Use 3 metadata-driven Glue jobs instead of ~69 per-table jobs
Context
The Enterprise Reinsurance migration had to move 23 mainframe DB2-LUW tables to Aurora PostgreSQL and stand up a reporting layer feeding ~50 treaty and finance consumers. The first sketch — the design every senior engineer would have drawn — was one Glue job per table, three stages each, for ~69 jobs total. Familiar shape, easy to assign, easy to defend. I spent close to two weeks staffing and sketching toward it before I noticed I'd said the sentence "yeah, it'll be a lot to operate, but that's the cost" four times in one week. The tables didn't differ in shape that mattered to the pipeline; the transformations were parameterizable.
Decision
Build the ETL as 3 generalized Glue jobs — extract, transform, load — driven by a metadata table that names each source, its per-source transformation parameters, and its consumer cadence. One pattern, every source. Scrapped the per-table sketch and rebuilt against the metadata vocabulary.
Consequences
- 23 tables migrated and continuously transformed through 3 jobs — fewer surfaces to test, version, and run on-call against; one bug fix, not 23.
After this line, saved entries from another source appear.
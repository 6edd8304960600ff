//! CLI argument definitions using clap.

use clap::{Parser, Subcommand};
use dedupr::dedup::TierPreference;
use dedupr::DatasetType;
use std::path::PathBuf;

/// Dedupr: classify, clean and deduplicate contact data
#[derive(Parser)]
#[command(name = "dedupr")]
#[command(version, about, long_about = None)]
#[command(propagate_version = true)]
pub struct Cli {
    #[command(subcommand)]
    pub command: Commands,

    /// Enable verbose output and debug logging
    #[arg(short, long, global = true)]
    pub verbose: bool,
}

#[derive(Subcommand)]
pub enum Commands {
    /// Load a CSV/TSV file into a dataset snapshot
    Import {
        /// Path to the data file (CSV/TSV)
        #[arg(value_name = "FILE")]
        file: PathBuf,

        /// Output path for the snapshot (default: <file>.dedupr.json)
        #[arg(short, long)]
        output: Option<PathBuf>,

        /// Dataset type (person or company); detected when omitted
        #[arg(short = 't', long)]
        dataset_type: Option<DatasetType>,

        /// Provider used to detect the dataset type
        #[arg(long, default_value = "mock")]
        llm: LlmProviderChoice,
    },

    /// List the available classifiers
    Classifiers {
        /// Only classifiers for this dataset type
        #[arg(short = 't', long)]
        dataset_type: Option<DatasetType>,
    },

    /// Apply a JSON list of column operations to a snapshot
    Apply {
        /// Path to the dataset snapshot
        #[arg(value_name = "SNAPSHOT")]
        snapshot: PathBuf,

        /// Path to a JSON array of operations
        #[arg(value_name = "OPERATIONS")]
        operations: PathBuf,

        /// Output path for the updated snapshot (default: overwrite)
        #[arg(short, long)]
        output: Option<PathBuf>,
    },

    /// Suggest column classifications
    Suggest {
        /// Path to the dataset snapshot
        #[arg(value_name = "SNAPSHOT")]
        snapshot: PathBuf,

        /// Dataset type, when the snapshot has none
        #[arg(short = 't', long)]
        dataset_type: Option<DatasetType>,

        /// Suggestion provider
        #[arg(long, default_value = "mock")]
        llm: LlmProviderChoice,

        /// Model to use (provider-specific, e.g., "gpt-4o")
        #[arg(long)]
        model: Option<String>,

        /// Apply the accepted suggestions to the snapshot
        #[arg(long)]
        apply: bool,

        /// Output path for the updated snapshot (default: overwrite)
        #[arg(short, long)]
        output: Option<PathBuf>,
    },

    /// Generate value replacements for a column from a prompt
    Transform {
        /// Path to the dataset snapshot
        #[arg(value_name = "SNAPSHOT")]
        snapshot: PathBuf,

        /// Column id
        #[arg(value_name = "COLUMN")]
        column: String,

        /// What should happen to the values
        #[arg(short, long)]
        prompt: String,

        /// Suggestion provider
        #[arg(long, default_value = "mock")]
        llm: LlmProviderChoice,

        /// Model to use (provider-specific, e.g., "gpt-4o")
        #[arg(long)]
        model: Option<String>,

        /// Apply the replacements to the snapshot
        #[arg(long)]
        apply: bool,

        /// Output path for the updated snapshot (default: overwrite)
        #[arg(short, long)]
        output: Option<PathBuf>,
    },

    /// Show the deduplication plan for a set of columns
    Plan {
        /// Path to the dataset snapshot
        #[arg(value_name = "SNAPSHOT")]
        snapshot: PathBuf,

        /// Comma-separated column ids (default: classified columns)
        #[arg(short, long, value_delimiter = ',')]
        columns: Vec<String>,

        /// Dataset type, when the snapshot has none
        #[arg(short = 't', long)]
        dataset_type: Option<DatasetType>,

        /// Tier the planner may choose (auto, deterministic, probabilistic)
        #[arg(long, default_value = "auto")]
        tier: TierPreference,
    },

    /// Find duplicate rows
    Dedupe {
        /// Path to the dataset snapshot
        #[arg(value_name = "SNAPSHOT")]
        snapshot: PathBuf,

        /// Comma-separated column ids (default: classified columns)
        #[arg(short, long, value_delimiter = ',')]
        columns: Vec<String>,

        /// Dataset type, when the snapshot has none
        #[arg(short = 't', long)]
        dataset_type: Option<DatasetType>,

        /// Give up after this many seconds
        #[arg(long)]
        timeout_secs: Option<u64>,

        /// Write the duplicate mapping as JSON to this path
        #[arg(short, long)]
        output: Option<PathBuf>,

        /// Print the response as JSON
        #[arg(long)]
        json: bool,
    },
}

/// Suggestion provider choice
#[derive(Clone, Debug, Default)]
pub enum LlmProviderChoice {
    /// Heuristic provider, no network access
    #[default]
    Mock,
    /// OpenAI GPT API (requires OPENAI_API_KEY)
    OpenAI,
}

impl std::str::FromStr for LlmProviderChoice {
    type Err = String;

    fn from_str(s: &str) -> Result<Self, Self::Err> {
        match s.to_lowercase().as_str() {
            "mock" => Ok(LlmProviderChoice::Mock),
            "openai" | "gpt" => Ok(LlmProviderChoice::OpenAI),
            _ => Err(format!("Unknown provider: {}. Use mock or openai.", s)),
        }
    }
}

impl std::fmt::Display for LlmProviderChoice {
    fn fmt(&self, f: &mut std::fmt::Formatter<'_>) -> std::fmt::Result {
        match self {
            LlmProviderChoice::Mock => write!(f, "mock"),
            LlmProviderChoice::OpenAI => write!(f, "openai"),
        }
    }
}
//! Column and row identifier generation.

use once_cell::sync::Lazy;
use regex::Regex;
use unicode_normalization::UnicodeNormalization;

/// Longest label stem kept before the random suffix.
const MAX_STEM_LEN: usize = 27;

/// Length of the random suffix appended to column ids.
const SUFFIX_LEN: usize = 4;

static UNDERSCORE_RUNS: Lazy<Regex> = Lazy::new(|| Regex::new(r"_+").expect("valid regex"));

// `_l` / `_r` endings collide with the left/right pair columns a matcher builds.
static PAIR_SIDE_ENDING: Lazy<Regex> = Lazy::new(|| Regex::new(r"_[lr]$").expect("valid regex"));

/// Generate a readable column id from a label, e.g. `"E-mail Address"` →
/// `e_mail_address_qzkf`.
pub fn generate_column_id(label: &str) -> String {
    format!("{}_{}", column_id_stem(label), random_suffix())
}

/// Generate a column id that is not already taken.
pub fn generate_unique_column_id(label: &str, is_taken: impl Fn(&str) -> bool) -> String {
    let stem = column_id_stem(label);
    loop {
        let candidate = format!("{}_{}", stem, random_suffix());
        if !is_taken(&candidate) {
            return candidate;
        }
    }
}

/// Generate an opaque row id.
pub fn generate_row_id() -> String {
    format!("{:016x}", fastrand::u64(..))
}

fn column_id_stem(label: &str) -> String {
    let folded: String = label
        .nfkd()
        .filter(char::is_ascii)
        .collect::<String>()
        .to_ascii_lowercase();

    let mut stem: String = folded
        .chars()
        .map(|c| if c.is_ascii_alphanumeric() || c == '_' { c } else { '_' })
        .collect();

    if !stem.starts_with(|c: char| c.is_ascii_alphabetic()) {
        stem = format!("col_{}", stem);
    }

    let stem = UNDERSCORE_RUNS.replace_all(&stem, "_");
    let stem: String = stem.trim_matches('_').chars().take(MAX_STEM_LEN).collect();
    let stem = PAIR_SIDE_ENDING.replace(stem.trim_end_matches('_'), "");
    stem.trim_end_matches('_').to_string()
}

fn random_suffix() -> String {
    (0..SUFFIX_LEN).map(|_| fastrand::lowercase()).collect()
}

#[cfg(test)]
mod tests {
    use super::*;

    fn stem_of(id: &str) -> &str {
        id.rsplit_once('_').map(|(stem, _)| stem).unwrap()
    }

    #[test]
    fn test_basic_label() {
        let id = generate_column_id("E-mail Address");
        assert_eq!(stem_of(&id), "e_mail_address");
        assert_eq!(id.len(), "e_mail_address".len() + 1 + SUFFIX_LEN);
    }

    #[test]
    fn test_ascii_folding() {
        assert_eq!(column_id_stem("Prénom Müller"), "prenom_muller");
    }

    #[test]
    fn test_non_letter_start_gets_prefix() {
        assert_eq!(column_id_stem("2nd phone"), "col_2nd_phone");
        assert_eq!(column_id_stem(""), "col");
        assert_eq!(column_id_stem("!!!"), "col");
    }

    #[test]
    fn test_length_cap_and_side_suffix() {
        let stem = column_id_stem("a very long column label that keeps on going");
        assert!(stem.len() <= MAX_STEM_LEN);
        assert!(!stem.ends_with('_'));
        assert_eq!(column_id_stem("name_l"), "name");
        assert_eq!(column_id_stem("Name R"), "name");
    }

    #[test]
    fn test_unique_id_avoids_taken() {
        let first = generate_column_id("Email");
        let second = generate_unique_column_id("Email", |id| id == first);
        assert_ne!(first, second);
        assert!(second.starts_with("email_"));
    }
}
- The metadata table became a first-class operational artifact — adding a new source means extending metadata rows, not writing new jobs.
- An unusual source whose transformation can't be expressed in the existing metadata vocabulary forces an extension to the schema, not a drop-in new job — the cost the per-table design wouldn't have charged.
- The two-week tax I paid defending the per-table design before changing my mind became the tripwire lesson: if you're justifying the cost of your own design more than once, you're not designing — you're defending.